▶ TASK DIRECTIONS
The full listing should be transcribed verbatim.

[Opening LISTED ENTRIES section]

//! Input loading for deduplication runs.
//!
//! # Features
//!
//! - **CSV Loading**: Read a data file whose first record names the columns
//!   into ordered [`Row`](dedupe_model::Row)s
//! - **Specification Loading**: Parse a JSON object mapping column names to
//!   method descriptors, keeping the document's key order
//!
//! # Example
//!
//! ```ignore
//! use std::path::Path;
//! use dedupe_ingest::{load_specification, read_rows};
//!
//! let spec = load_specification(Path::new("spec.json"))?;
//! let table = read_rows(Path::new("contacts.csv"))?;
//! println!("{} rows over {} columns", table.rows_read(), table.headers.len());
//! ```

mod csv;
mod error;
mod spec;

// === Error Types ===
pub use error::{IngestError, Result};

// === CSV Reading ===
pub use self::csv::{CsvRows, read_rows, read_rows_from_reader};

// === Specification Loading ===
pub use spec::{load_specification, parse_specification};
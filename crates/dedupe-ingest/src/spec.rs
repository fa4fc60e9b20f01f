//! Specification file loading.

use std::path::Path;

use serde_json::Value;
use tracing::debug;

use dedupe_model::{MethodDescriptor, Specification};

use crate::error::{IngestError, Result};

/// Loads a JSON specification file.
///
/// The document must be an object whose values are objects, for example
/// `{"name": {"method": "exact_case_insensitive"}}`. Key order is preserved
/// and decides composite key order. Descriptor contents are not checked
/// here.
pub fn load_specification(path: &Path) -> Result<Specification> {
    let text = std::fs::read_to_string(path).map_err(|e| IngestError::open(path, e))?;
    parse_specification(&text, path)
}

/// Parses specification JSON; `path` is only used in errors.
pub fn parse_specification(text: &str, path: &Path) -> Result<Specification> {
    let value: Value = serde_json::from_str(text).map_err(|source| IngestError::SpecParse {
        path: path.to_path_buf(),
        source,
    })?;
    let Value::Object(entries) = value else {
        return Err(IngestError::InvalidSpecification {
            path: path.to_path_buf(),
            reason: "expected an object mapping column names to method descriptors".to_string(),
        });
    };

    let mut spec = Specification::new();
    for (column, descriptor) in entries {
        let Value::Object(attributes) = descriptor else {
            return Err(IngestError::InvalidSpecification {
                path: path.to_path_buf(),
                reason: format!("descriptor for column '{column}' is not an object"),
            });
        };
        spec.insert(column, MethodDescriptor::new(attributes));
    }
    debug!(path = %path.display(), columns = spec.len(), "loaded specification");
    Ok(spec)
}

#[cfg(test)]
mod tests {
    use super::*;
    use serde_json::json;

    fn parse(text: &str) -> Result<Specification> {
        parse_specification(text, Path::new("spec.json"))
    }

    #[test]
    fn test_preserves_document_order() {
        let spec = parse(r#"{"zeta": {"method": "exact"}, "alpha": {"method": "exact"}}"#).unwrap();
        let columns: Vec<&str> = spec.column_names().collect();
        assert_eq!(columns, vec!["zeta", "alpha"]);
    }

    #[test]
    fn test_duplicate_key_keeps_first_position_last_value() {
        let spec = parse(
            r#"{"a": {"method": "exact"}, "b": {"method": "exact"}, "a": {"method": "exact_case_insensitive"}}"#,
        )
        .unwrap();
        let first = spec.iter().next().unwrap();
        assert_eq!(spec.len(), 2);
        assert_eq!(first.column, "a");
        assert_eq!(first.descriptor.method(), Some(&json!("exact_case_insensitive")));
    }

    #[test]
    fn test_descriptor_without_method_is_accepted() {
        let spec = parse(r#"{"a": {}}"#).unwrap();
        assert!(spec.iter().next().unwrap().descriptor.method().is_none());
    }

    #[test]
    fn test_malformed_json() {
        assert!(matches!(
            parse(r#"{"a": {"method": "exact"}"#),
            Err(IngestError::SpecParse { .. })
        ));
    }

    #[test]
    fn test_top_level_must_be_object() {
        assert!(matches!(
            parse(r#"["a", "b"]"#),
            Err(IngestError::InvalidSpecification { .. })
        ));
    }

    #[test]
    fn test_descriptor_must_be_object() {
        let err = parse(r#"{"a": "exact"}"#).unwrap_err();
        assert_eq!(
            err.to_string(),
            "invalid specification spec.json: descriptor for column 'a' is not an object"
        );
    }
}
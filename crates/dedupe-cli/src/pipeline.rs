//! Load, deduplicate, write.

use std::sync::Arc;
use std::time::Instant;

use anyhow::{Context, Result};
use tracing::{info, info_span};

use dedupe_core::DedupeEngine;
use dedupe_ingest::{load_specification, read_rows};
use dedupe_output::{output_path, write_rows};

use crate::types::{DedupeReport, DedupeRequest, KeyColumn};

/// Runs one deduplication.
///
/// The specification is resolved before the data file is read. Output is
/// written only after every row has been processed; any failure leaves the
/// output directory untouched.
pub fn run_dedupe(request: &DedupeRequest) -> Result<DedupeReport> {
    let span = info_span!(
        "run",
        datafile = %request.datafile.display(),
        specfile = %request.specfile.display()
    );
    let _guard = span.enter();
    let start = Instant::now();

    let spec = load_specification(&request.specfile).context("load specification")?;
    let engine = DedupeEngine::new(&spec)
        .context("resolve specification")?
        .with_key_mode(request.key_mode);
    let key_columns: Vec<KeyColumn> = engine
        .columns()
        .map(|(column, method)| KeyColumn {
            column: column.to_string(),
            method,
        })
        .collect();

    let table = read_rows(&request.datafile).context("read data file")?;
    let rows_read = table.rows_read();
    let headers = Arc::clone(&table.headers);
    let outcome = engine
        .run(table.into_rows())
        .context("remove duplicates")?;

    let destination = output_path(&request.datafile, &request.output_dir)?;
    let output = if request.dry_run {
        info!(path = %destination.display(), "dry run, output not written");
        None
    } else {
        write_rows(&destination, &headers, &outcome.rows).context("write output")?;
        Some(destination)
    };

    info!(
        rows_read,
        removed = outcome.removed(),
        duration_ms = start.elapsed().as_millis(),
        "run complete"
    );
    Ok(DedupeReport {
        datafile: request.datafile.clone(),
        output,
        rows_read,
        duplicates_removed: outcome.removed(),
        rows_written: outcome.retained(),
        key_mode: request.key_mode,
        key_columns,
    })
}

[Closing LISTED ENTRIES section]

▶ TASK RESULT
//! Input loading for deduplication runs.
//!
//! # Features
//!
//! - **CSV Loading**: Read a data file whose first record names the columns
//!   into ordered [`Row`](dedupe_model::Row)s
//! - **Specification Loading**: Parse a JSON object mapping column names to
//!   method descriptors, keeping the document's key order
//!
//! # Example
//!
//! ```ignore
//! use std::path::Path;
//! use dedupe_ingest::{load_specification, read_rows};
//!
//! let spec = load_specification(Path::new("spec.json"))?;
//! let table = read_rows(Path::new("contacts.csv"))?;
//! println!("{} rows over {} columns", table.rows_read(), table.headers.len());
//! ```

mod csv;
mod error;
mod spec;

// === Error Types ===
pub use error::{IngestError, Result};

// === CSV Reading ===
pub use self::csv::{CsvRows, read_rows, read_rows_from_reader};

// === Specification Loading ===
pub use spec::{load_specification, parse_specification};
filename crates/dedupe-ingest/src/spec.rs
repository fa4fc60e9b20f01f
//! Specification file loading.

use std::path::Path;

use serde_json::Value;
use tracing::debug;

use dedupe_model::{MethodDescriptor, Specification};

use crate::error::{IngestError, Result};

/// Loads a JSON specification file.
///
/// The document must be an object whose values are objects, for example
/// `{"name": {"method": "exact_case_insensitive"}}`. Key order is preserved
/// and decides composite key order. Descriptor contents are not checked
/// here.
pub fn load_specification(path: &Path) -> Result<Specification> {
    let text = std::fs::read_to_string(path).map_err(|e| IngestError::open(path, e))?;
    parse_specification(&text, path)
}

/// Parses specification JSON; `path` is only used in errors.
pub fn parse_specification(text: &str, path: &Path) -> Result<Specification> {
    let value: Value = serde_json::from_str(text).map_err(|source| IngestError::SpecParse {
        path: path.to_path_buf(),
        source,
    })?;
    let Value::Object(entries) = value else {
        return Err(IngestError::InvalidSpecification {
            path: path.to_path_buf(),
            reason: "expected an object mapping column names to method descriptors".to_string(),
        });
    };

    let mut spec = Specification::new();
    for (column, descriptor) in entries {
        let Value::Object(attributes) = descriptor else {
            return Err(IngestError::InvalidSpecification {
                path: path.to_path_buf(),
                reason: format!("descriptor for column '{column}' is not an object"),
            });
        };
        spec.insert(column, MethodDescriptor::new(attributes));
    }
    debug!(path = %path.display(), columns = spec.len(), "loaded specification");
    Ok(spec)
}

#[cfg(test)]
mod tests {
    use super::*;
    use serde_json::json;

    fn parse(text: &str) -> Result<Specification> {
        parse_specification(text, Path::new("spec.json"))
    }

    #[test]
    fn test_preserves_document_order() {
        let spec = parse(r#"{"zeta": {"method": "exact"}, "alpha": {"method": "exact"}}"#).unwrap();
        let columns: Vec<&str> = spec.column_names().collect();
        assert_eq!(columns, vec!["zeta", "alpha"]);
    }

    #[test]
    fn test_duplicate_key_keeps_first_position_last_value() {
        let spec = parse(
            r#"{"a": {"method": "exact"}, "b": {"method": "exact"}, "a": {"method": "exact_case_insensitive"}}"#,
        )
        .unwrap();
        let first = spec.iter().next().unwrap();
        assert_eq!(spec.len(), 2);
        assert_eq!(first.column, "a");
        assert_eq!(first.descriptor.method(), Some(&json!("exact_case_insensitive")));
    }

    #[test]
    fn test_descriptor_without_method_is_accepted() {
        let spec = parse(r#"{"a": {}}"#).unwrap();
        assert!(spec.iter().next().unwrap().descriptor.method().is_none());
    }

    #[test]
    fn test_malformed_json() {
        assert!(matches!(
            parse(r#"{"a": {"method": "exact"}"#),
            Err(IngestError::SpecParse { .. })
        ));
    }

    #[test]
    fn test_top_level_must_be_object() {
        assert!(matches!(
            parse(r#"["a", "b"]"#),
            Err(IngestError::InvalidSpecification { .. })
        ));
    }

    #[test]
    fn test_descriptor_must_be_object() {
        let err = parse(r#"{"a": "exact"}"#).unwrap_err();
        assert_eq!(
            err.to_string(),
            "invalid specification spec.json: descriptor for column 'a' is not an object"
        );
    }
}
filename crates/dedupe-cli/src/pipeline.rs
//! Load, deduplicate, write.

use std::sync::Arc;
use std::time::Instant;

use anyhow::{Context, Result};
use tracing::{info, info_span};

use dedupe_core::DedupeEngine;
use dedupe_ingest::{load_specification, read_rows};
use dedupe_output::{output_path, write_rows};

use crate::types::{DedupeReport, DedupeRequest, KeyColumn};

/// Runs one deduplication.
///
/// The specification is resolved before the data file is read. Output is
/// written only after every row has been processed; any failure leaves the
/// output directory untouched.
pub fn run_dedupe(request: &DedupeRequest) -> Result<DedupeReport> {
    let span = info_span!(
        "run",
        datafile = %request.datafile.display(),
        specfile = %request.specfile.display()
    );
    let _guard = span.enter();
    let start = Instant::now();

    let spec = load_specification(&request.specfile).context("load specification")?;
    let engine = DedupeEngine::new(&spec)
        .context("resolve specification")?
        .with_key_mode(request.key_mode);
    let key_columns: Vec<KeyColumn> = engine
        .columns()
        .map(|(column, method)| KeyColumn {
            column: column.to_string(),
            method,
        })
        .collect();

    let table = read_rows(&request.datafile).context("read data file")?;
    let rows_read = table.rows_read();
    let headers = Arc::clone(&table.headers);
    let outcome = engine
        .run(table.into_rows())
        .context("remove duplicates")?;

    let destination = output_path(&request.datafile, &request.output_dir)?;
    let output = if request.dry_run {
        info!(path = %destination.display(), "dry run, output not written");
        None
    } else {
        write_rows(&destination, &headers, &outcome.rows).context("write output")?;
        Some(destination)
    };

    info!(
        rows_read,
        removed = outcome.removed(),
        duration_ms = start.elapsed().as_millis(),
        "run complete"
    );
    Ok(DedupeReport {
        datafile: request.datafile.clone(),
        output,
        rows_read,
        duplicates_removed: outcome.removed(),
        rows_written: outcome.retained(),
        key_mode: request.key_mode,
        key_columns,
    })
}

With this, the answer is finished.